• **Assigned task**: Please copy, exactly as they appear below, the lines from the one containing "filename src/repository/mod.rs" through the one containing "filename src/usecase/fanout_tasks.rs".

• **Dataset content**:
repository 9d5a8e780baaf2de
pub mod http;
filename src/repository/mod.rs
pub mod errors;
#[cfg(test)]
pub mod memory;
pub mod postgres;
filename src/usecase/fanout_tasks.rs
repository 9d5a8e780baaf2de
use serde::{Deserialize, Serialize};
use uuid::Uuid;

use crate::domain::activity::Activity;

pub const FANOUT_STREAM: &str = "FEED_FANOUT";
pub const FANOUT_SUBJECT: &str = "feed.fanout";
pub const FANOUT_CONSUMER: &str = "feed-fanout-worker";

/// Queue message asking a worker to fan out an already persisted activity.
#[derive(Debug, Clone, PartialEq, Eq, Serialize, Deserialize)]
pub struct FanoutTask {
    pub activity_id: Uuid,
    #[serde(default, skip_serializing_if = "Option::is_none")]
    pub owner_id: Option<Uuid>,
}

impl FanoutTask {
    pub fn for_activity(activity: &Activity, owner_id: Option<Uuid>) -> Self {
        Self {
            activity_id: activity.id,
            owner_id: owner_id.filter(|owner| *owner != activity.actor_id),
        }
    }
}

==

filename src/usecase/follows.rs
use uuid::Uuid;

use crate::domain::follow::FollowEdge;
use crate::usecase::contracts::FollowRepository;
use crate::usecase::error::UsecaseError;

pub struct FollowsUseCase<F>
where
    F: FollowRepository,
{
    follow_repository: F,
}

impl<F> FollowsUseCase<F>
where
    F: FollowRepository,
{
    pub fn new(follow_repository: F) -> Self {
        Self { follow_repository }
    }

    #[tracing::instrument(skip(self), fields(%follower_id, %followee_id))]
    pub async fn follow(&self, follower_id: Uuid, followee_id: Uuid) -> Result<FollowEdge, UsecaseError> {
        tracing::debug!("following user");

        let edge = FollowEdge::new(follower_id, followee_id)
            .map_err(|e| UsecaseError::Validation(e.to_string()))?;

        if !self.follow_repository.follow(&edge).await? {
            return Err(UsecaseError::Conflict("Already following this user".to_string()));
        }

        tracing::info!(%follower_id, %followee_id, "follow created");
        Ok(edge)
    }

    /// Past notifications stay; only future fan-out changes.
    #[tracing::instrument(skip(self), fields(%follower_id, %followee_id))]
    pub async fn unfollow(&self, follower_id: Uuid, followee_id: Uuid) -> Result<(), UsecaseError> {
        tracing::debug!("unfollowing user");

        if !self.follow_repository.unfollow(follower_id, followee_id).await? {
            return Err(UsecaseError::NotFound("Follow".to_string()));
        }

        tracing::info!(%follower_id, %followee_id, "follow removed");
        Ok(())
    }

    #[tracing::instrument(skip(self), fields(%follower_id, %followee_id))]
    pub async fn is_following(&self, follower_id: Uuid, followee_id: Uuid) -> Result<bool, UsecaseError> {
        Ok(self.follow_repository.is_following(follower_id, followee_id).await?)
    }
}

• **Written solution**:
filename src/repository/mod.rs
pub mod errors;
#[cfg(test)]
pub mod memory;
pub mod postgres;
filename src/usecase/fanout_tasks.rs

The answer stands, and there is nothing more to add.